Dr. sei que minha bolsa rompeu e que isso é arriscado, pois o parto pode ser “seco”. Sei também que nessas circunstâncias se faz uma indução, mas se é para induzir eu estou pensando em uma cesariana. O que o Sr. acha?

Veja bem… Eu me encontrava diante de uma encruzilhada: operar uma paciente às 20h de um domingo e voltar para casa a tempo de ver os gols do Fantástico, dormir bem e começar a semana sem atrapalhações e sem correr RISCOS (para mim, por certo), atender meu consultório na manhã de segunda feira… ou esperar o desencadeamento de um parto que poderá ocorrer muitas horas depois, e que talvez acabe em uma cesariana. Que fazer?

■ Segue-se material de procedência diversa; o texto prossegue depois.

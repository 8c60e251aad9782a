//! Buffering of drill points and slot segments into polygons.
//!
//! Circles are linearized with `quadrant_segments` segments per quarter
//! turn. Vertices start at angle zero and run clockwise, and every ring is
//! closed by repeating its first point.

use std::f64::consts::FRAC_PI_2;

use crate::excellon::types::JoinStyle;

use super::types::{Point, Polygon};

const ZERO_LENGTH_EPSILON: f64 = 1e-12;

/// Buffer a drill point into a circular polygon.
pub fn buffer_point(center: Point, radius: f64, quadrant_segments: u32) -> Polygon {
    let segments = quadrant_segments.max(1);
    let step = FRAC_PI_2 / f64::from(segments);
    let total = segments * 4;

    let mut ring = Vec::with_capacity(total as usize + 1);
    for i in 0..total {
        let angle = -step * f64::from(i);
        ring.push(polar(center, radius, angle));
    }
    close_ring(&mut ring);
    Polygon::from_exterior(ring)
}

/// Buffer a slot segment into a capsule (or a box, depending on `join`).
///
/// A zero-length segment is buffered as a point.
pub fn buffer_segment(
    start: Point,
    stop: Point,
    radius: f64,
    quadrant_segments: u32,
    join: JoinStyle,
) -> Polygon {
    let delta_x = stop.x - start.x;
    let delta_y = stop.y - start.y;
    let length = delta_x.hypot(delta_y);
    if length <= ZERO_LENGTH_EPSILON {
        return buffer_point(start, radius, quadrant_segments);
    }

    let direction = Point::new(delta_x / length, delta_y / length);
    let normal = Point::new(-direction.y, direction.x);
    let offset = |p: Point, along: f64, across: f64| Point {
        x: direction.x.mul_add(along, normal.x.mul_add(across, p.x)),
        y: direction.y.mul_add(along, normal.y.mul_add(across, p.y)),
    };

    let mut ring = match join {
        JoinStyle::Round => {
            let segments = quadrant_segments.max(1);
            let heading = direction.y.atan2(direction.x);
            let mut ring = Vec::with_capacity(segments as usize * 4 + 3);
            ring.push(offset(start, 0.0, radius));
            ring.push(offset(stop, 0.0, radius));
            push_end_cap(&mut ring, stop, radius, heading + FRAC_PI_2, segments);
            ring.push(offset(stop, 0.0, -radius));
            ring.push(offset(start, 0.0, -radius));
            push_end_cap(&mut ring, start, radius, heading - FRAC_PI_2, segments);
            ring
        }
        JoinStyle::Square => vec![
            offset(start, -radius, radius),
            offset(stop, radius, radius),
            offset(stop, radius, -radius),
            offset(start, -radius, -radius),
        ],
        JoinStyle::Bevel => vec![
            offset(start, 0.0, radius),
            offset(stop, 0.0, radius),
            offset(stop, 0.0, -radius),
            offset(start, 0.0, -radius),
        ],
    };
    close_ring(&mut ring);
    Polygon::from_exterior(ring)
}

/// Interior vertices of a clockwise half circle starting at `start_angle`.
fn push_end_cap(
    ring: &mut Vec<Point>,
    center: Point,
    radius: f64,
    start_angle: f64,
    segments: u32,
) {
    let step = FRAC_PI_2 / f64::from(segments);
    for k in 1..segments * 2 {
        let angle = start_angle - step * f64::from(k);
        ring.push(polar(center, radius, angle));
    }
}

fn polar(center: Point, radius: f64, angle: f64) -> Point {
    Point {
        x: radius.mul_add(angle.cos(), center.x),
        y: radius.mul_add(angle.sin(), center.y),
    }
}

fn close_ring(ring: &mut Vec<Point>) {
    if let Some(first) = ring.first().copied() {
        ring.push(first);
    }
}
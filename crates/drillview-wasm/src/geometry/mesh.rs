//! Triangle mesh export for drill polygons.
//!
//! Converts closed polygons (exterior plus optional holes) into a triangle
//! list using the `earclip` ear-clipping triangulation algorithm.

use super::types::{GeometryBuilder, LayerGeometry, Point, Polygon};

const POINT_EQUALITY_EPSILON: f64 = 1e-9;

/// Triangulate every polygon into one mesh.
///
/// Polygons that cannot be triangulated are skipped with a warning.
pub fn triangulate(polygons: &[Polygon]) -> LayerGeometry {
    let mut builder = GeometryBuilder::new();
    for polygon in polygons {
        fill_polygon(&mut builder, polygon);
    }
    builder.build()
}

/// Add one polygon's triangles to `builder`.
pub fn fill_polygon(builder: &mut GeometryBuilder, polygon: &Polygon) {
    let exterior = open_ring(&polygon.exterior);
    if exterior.len() < 3 {
        builder.warn(format!(
            "polygon exterior has {} point(s); need at least 3; skipping polygon",
            exterior.len()
        ));
        return;
    }

    let mut flat = Vec::with_capacity(exterior.len() * 2);
    push_ring(&mut flat, exterior);

    let mut holes = Vec::with_capacity(polygon.interiors.len());
    for interior in &polygon.interiors {
        let ring = open_ring(interior);
        if ring.len() < 3 {
            continue;
        }
        holes.push(flat.len() / 2);
        push_ring(&mut flat, ring);
    }

    let indices = earclip::earcut::earcut(&flat, &holes, 2);
    if indices.is_empty() {
        builder.warn("earclip produced no triangles for polygon; skipping".to_string());
        return;
    }

    let base_vertex = emit_vertices(builder, &flat);
    if !emit_triangles(builder, &indices, base_vertex) {
        builder.warn("mesh vertex index overflow; polygon truncated".to_string());
    }
}

/// Ring without its repeated closing point.
fn open_ring(ring: &[Point]) -> &[Point] {
    match ring {
        [first, .., last] if points_approx_equal(*first, *last) => {
            ring.get(..ring.len() - 1).unwrap_or(ring)
        }
        _ => ring,
    }
}

fn push_ring(flat: &mut Vec<f64>, ring: &[Point]) {
    for point in ring {
        flat.push(point.x);
        flat.push(point.y);
    }
}

/// Push all vertices from the flat coordinate buffer and return the first vertex index.
fn emit_vertices(builder: &mut GeometryBuilder, flat: &[f64]) -> u32 {
    let mut first: Option<u32> = None;
    for pair in flat.chunks_exact(2) {
        if let [x, y] = *pair {
            let idx = builder.push_vertex(x, y);
            first.get_or_insert(idx);
        }
    }
    first.unwrap_or(0)
}

/// Convert earclip triangle indices (relative to the flat buffer) into
/// `GeometryBuilder` triangle calls using the base vertex offset.
///
/// Returns `false` if an index does not fit in `u32`.
fn emit_triangles(builder: &mut GeometryBuilder, indices: &[usize], base_vertex: u32) -> bool {
    for tri in indices.chunks_exact(3) {
        if let [ia, ib, ic] = *tri {
            let (Some(a), Some(b), Some(c)) = (
                offset_index(base_vertex, ia),
                offset_index(base_vertex, ib),
                offset_index(base_vertex, ic),
            ) else {
                return false;
            };
            builder.push_triangle(a, b, c);
        }
    }
    true
}

fn offset_index(base: u32, offset: usize) -> Option<u32> {
    base.checked_add(u32::try_from(offset).ok()?)
}

fn points_approx_equal(a: Point, b: Point) -> bool {
    (a.x - b.x).abs() <= POINT_EQUALITY_EPSILON && (a.y - b.y).abs() <= POINT_EQUALITY_EPSILON
}

#[cfg(test)]
mod tests {
    use super::*;
    use crate::excellon::types::JoinStyle;
    use crate::geometry::buffer::{buffer_point, buffer_segment};

    fn square(size: f64, offset: f64) -> Vec<Point> {
        vec![
            Point::new(offset, offset),
            Point::new(offset + size, offset),
            Point::new(offset + size, offset + size),
            Point::new(offset, offset + size),
            Point::new(offset, offset),
        ]
    }

    fn triangle_count(geom: &LayerGeometry) -> usize {
        geom.indices.len() / 3
    }

    #[test]
    fn ut_mesh_001_closed_square_drops_closing_point() {
        let geom = triangulate(&[Polygon::from_exterior(square(1.0, 0.0))]);
        assert_eq!(geom.vertex_count, 4);
        assert_eq!(triangle_count(&geom), 2);
    }

    #[test]
    fn ut_mesh_002_drill_circle_is_a_fan_of_ring_vertices() {
        let circle = buffer_point(Point::new(3.0, 4.0), 1.0, 4);
        let geom = triangulate(&[circle]);
        assert_eq!(geom.vertex_count, 16);
        assert_eq!(triangle_count(&geom), 14);
        assert!((geom.bounds.min_x - 2.0).abs() < 1e-6);
        assert!((geom.bounds.max_y - 5.0).abs() < 1e-6);
    }

    #[test]
    fn ut_mesh_003_interior_ring_becomes_a_hole() {
        let mut polygon = Polygon::from_exterior(square(4.0, 0.0));
        polygon.interiors.push(square(2.0, 1.0));
        let geom = triangulate(&[polygon]);
        assert_eq!(geom.vertex_count, 8);
        assert_eq!(triangle_count(&geom), 8);
    }

    #[test]
    fn ut_mesh_004_indices_offset_across_polygons() {
        let slot = buffer_segment(
            Point::new(0.0, 0.0),
            Point::new(5.0, 0.0),
            0.5,
            4,
            JoinStyle::Round,
        );
        let geom = triangulate(&[Polygon::from_exterior(square(1.0, 10.0)), slot]);
        assert_eq!(geom.positions.len(), geom.vertex_count as usize * 2);
        assert!(geom.indices.iter().all(|&i| i < geom.vertex_count));
        assert!(geom.indices.iter().any(|&i| i >= 4), "second polygon offset");
    }

    #[test]
    fn bc_mesh_001_degenerate_polygon_skips_with_warning() {
        let geom = triangulate(&[Polygon::from_exterior(vec![
            Point::new(0.0, 0.0),
            Point::new(1.0, 1.0),
            Point::new(0.0, 0.0),
        ])]);
        assert_eq!(geom.vertex_count, 0);
        assert!(geom.warnings.iter().any(|w| w.contains("2 point(s)")));
    }

    #[test]
    fn bc_mesh_002_empty_input_yields_empty_mesh() {
        let geom = triangulate(&[]);
        assert!(geom.positions.is_empty());
        assert!(geom.indices.is_empty());
        assert!(geom.warnings.is_empty());
    }
}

E tudo isso por 500 reais…

Façam a escolha. A primeira alternativa é ISENTA de riscos para o médico. Não atrapalha o domingo, não incomoda o consultório pela manhã, não lhe tira o sono, não traz transtornos para a relação com o paciente – afinal foi ELA quem sugeriu a cesariana – e podemos colocar este caso na conta dos “pacientes que optam pela cirurgia”. Jamais um médico que faz esta opção será criticado pela classe ou chamado a dar explicações como réu perante sua corporação.

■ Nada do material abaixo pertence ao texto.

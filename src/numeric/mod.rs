//! Numeric Foundations: Exact Scalars and Grade Registries
//!
//! Everything upstream of barcode reporting runs on exact rational
//! arithmetic. This module provides the scalar type and the per-axis
//! grade registries that let combinatorial structures refer to grades by
//! small integer index.

mod exact;
mod grades;

pub use exact::{ExactValue, ParseExactError, INFTY};
pub use grades::{Grade, GradeIndex};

Já o segundo caminho significa uma noite de dedicação, o olhar de censura dos colegas (deixou essa bolsa rota por horas, tu viu?), a perda das consultas da manhã (por estar atendendo ou dormindo após o parto) e o risco do julgamento por parte da própria família (mas porque o senhor não fez o que eu sugeri?).

E pelos mesmos 500…

Minha resposta foi absolutamente “irresponsável”, ou “imoral”, no entendimento de Richard Dawkins: “Não vejo nenhuma justificativa para partirmos para uma cesariana. A bolsa rota, por si só, não indica uma cesariana e “parto seco” não tem valor na medicina atual: é apenas um mito. Creio que podemos dar um tempo para o seu bebê se ajeitar e suas contrações ficarem vigorosas. É uma questão de confiança e paciência. Vamos descansar e aguardar. Os valores de bem estar fetal estão excelentes. Descanse e aguarde. Ligue se for necessário, a qualquer momento”.

Algumas horas depois ela liga dando entrada no hospital. Ao exame, 6 cm. Cinco horas depois nasce um bebê de 3.180g, parto espontâneo hospitalar de cócoras, sem episiotomia e períneo íntegro. Nesse momento este lindo bebê está no colo de sua mãe, que se movimenta pelo hospital sem nenhum ponto de sutura em seu corpo.

Minha pergunta: Num universo paralelo, onde minha escolha fosse diferente, o que uma paciente diria diante das seguintes palavras de seu médico: “É verdade, a bolsa rompeu e você nem está com contrações. O colo deve estar fechado e teremos que induzir. Podemos provocar as contrações no hospital e ainda assim ter que fazer uma cesariana, e você teria os dois sofrimentos: as contrações e a recuperação da cirurgia. Você tem razão: o melhor é partir para a cirurgia e poupar você de tanta dor…

A família respiraria aliviada. Afinal, a decisão do doutor lhes retira o peso e o pânico de esperar o desfecho demorado de um parto normal. Fazer a cirurgia abreviaria o sofrimento de aguardar pelo parto, evento tratado de forma apavorante, aterrorizante e dramática pela cultura, a ponto de ser totalmente “desnaturalizado”, imaginando ilusoriamente que o controle cirúrgico do evento pelas mãos dos profissionais lhe configura mais segurança. “Sim, melhor aceitar o conselho do doutor. Uma cirurgia é a melhor escolha. Afinal, o melhor é quando mães e bebês estão bem, certo? A forma de nascer não importa de nada. E, além disso, o doutor deve estar certo, já que estudou tanto para isso…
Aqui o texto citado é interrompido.